Why Jica metro projects cost so high
Tender documents and cost estimates are often prepared by Japanese consultants using technical standards that few non-Japanese firms can meet
Bangladesh's projects funded by Japan International Cooperation Agency (Jica), including the Dhaka Metro, are among the most expensive in Asia.
Several factors contribute to the reasons behind the inflated expenses of these projects.
Limited competition in bidding: Though Jica mandates international bidding, most contracts go to Japanese firms. This lack of competition keeps costs high.
Japan-favouring tender designs: Tender documents and cost estimates are often prepared by Japanese consultants using technical standards that few non-Japanese firms can meet.

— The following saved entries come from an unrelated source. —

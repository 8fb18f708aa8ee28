//! # Scene Management Module
//!
//! A small scene graph: nodes in an arena addressed by [`NodeId`], each with
//! a local transform, a visibility flag and optionally a mesh. Group nodes
//! carry transforms for their children, which is how tracked content is
//! anchored to a marker.
//!
//! ## Key Components
//!
//! - [`Scene`] - node arena and mesh storage
//! - [`Node`] - a group or mesh node with its local transform
//! - [`Vertex3D`] - GPU vertex format shared by the renderers

pub mod scene;
pub mod vertex;

// Re-export main types
pub use scene::{Mesh, MeshId, MeshInstance, Node, NodeId, NodeKind, Scene};
pub use vertex::Vertex3D;
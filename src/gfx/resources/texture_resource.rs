//! Texture resource management for wgpu
//!
//! Creates the depth buffer matched to the surface and the video texture the
//! background is sampled from.

/// GPU texture resource containing texture, view, and sampler
pub struct TextureResource {
    pub texture: wgpu::Texture,
    pub view: wgpu::TextureView,
    pub sampler: wgpu::Sampler,
}

impl TextureResource {
    /// Standard depth buffer format used throughout the engine
    pub const DEPTH_FORMAT: wgpu::TextureFormat = wgpu::TextureFormat::Depth32Float;

    /// Format of uploaded video frames
    pub const VIDEO_FORMAT: wgpu::TextureFormat = wgpu::TextureFormat::Rgba8Unorm;

    /// Creates a depth texture matching the surface configuration
    pub fn create_depth_texture(
        device: &wgpu::Device,
        config: &wgpu::SurfaceConfiguration,
        label: &str,
    ) -> Self {
        let size = wgpu::Extent3d {
            width: config.width.max(1),
            height: config.height.max(1),
            depth_or_array_layers: 1,
        };

        let texture = device.create_texture(&wgpu::TextureDescriptor {
            label: Some(label),
            size,
            mip_level_count: 1,
            sample_count: 1,
            dimension: wgpu::TextureDimension::D2,
            format: Self::DEPTH_FORMAT,
            usage: wgpu::TextureUsages::RENDER_ATTACHMENT,
            view_formats: &[],
        });
        let view = texture.create_view(&wgpu::TextureViewDescriptor::default());

        let sampler = device.create_sampler(&wgpu::SamplerDescriptor {
            label: Some(&format!("{} Sampler", label)),
            compare: Some(wgpu::CompareFunction::LessEqual),
            ..Default::default()
        });

        Self {
            texture,
            view,
            sampler,
        }
    }

    /// Creates an empty video texture that frames are later written into
    pub fn create_video_texture(device: &wgpu::Device, width: u32, height: u32, label: &str) -> Self {
        let texture = device.create_texture(&wgpu::TextureDescriptor {
            label: Some(label),
            size: wgpu::Extent3d {
                width,
                height,
                depth_or_array_layers: 1,
            },
            mip_level_count: 1,
            sample_count: 1,
            dimension: wgpu::TextureDimension::D2,
            format: Self::VIDEO_FORMAT,
            usage: wgpu::TextureUsages::TEXTURE_BINDING | wgpu::TextureUsages::COPY_DST,
            view_formats: &[],
        });
        let view = texture.create_view(&wgpu::TextureViewDescriptor::default());

        let sampler = device.create_sampler(&wgpu::SamplerDescriptor {
            label: Some(&format!("{} Sampler", label)),
            address_mode_u: wgpu::AddressMode::ClampToEdge,
            address_mode_v: wgpu::AddressMode::ClampToEdge,
            address_mode_w: wgpu::AddressMode::ClampToEdge,
            mag_filter: wgpu::FilterMode::Linear,
            min_filter: wgpu::FilterMode::Linear,
            mipmap_filter: wgpu::FilterMode::Nearest,
            ..Default::default()
        });

        Self {
            texture,
            view,
            sampler,
        }
    }

    pub fn size(&self) -> (u32, u32) {
        (self.texture.width(), self.texture.height())
    }

    /// Uploads tightly packed RGBA8 pixels covering the whole texture
    pub fn write_rgba(&self, queue: &wgpu::Queue, data: &[u8]) {
        let (width, height) = self.size();
        queue.write_texture(
            wgpu::TexelCopyTextureInfo {
                texture: &self.texture,
                mip_level: 0,
                origin: wgpu::Origin3d::ZERO,
                aspect: wgpu::TextureAspect::All,
            },
            data,
            wgpu::TexelCopyBufferLayout {
                offset: 0,
                bytes_per_row: Some(4 * width),
                rows_per_image: Some(height),
            },
            wgpu::Extent3d {
                width,
                height,
                depth_or_array_layers: 1,
            },
        );
    }
}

Restricted market access: Certain clauses in loan agreements favour Japanese companies, limiting participation by local or other international bidders, according to Dhaka Mass Transit Company Limited (DMTCL) sources.
Donor as both consultant and contractor: Experts say Jica often plays multiple roles—financier, consultant, and project supervisor—creating conflicts of interest that push prices up.
Weak local oversight: Insufficient institutional scrutiny allows inflated estimates and procurement inefficiencies to go unchecked.
Overdependence on foreign expertise: With limited local engineering input, projects rely heavily on Japanese designs, materials, and contractors, raising foreign exchange costs.
Fragmented procurement system: DMTCL's current tendering system varies across projects, causing cost inconsistencies. A unified standard is now being developed to control spending.
Limited learning from regional models: Countries like India achieve lower costs by using local contractors, shared infrastructure, and simpler designs — lessons Bangladesh is only now adopting.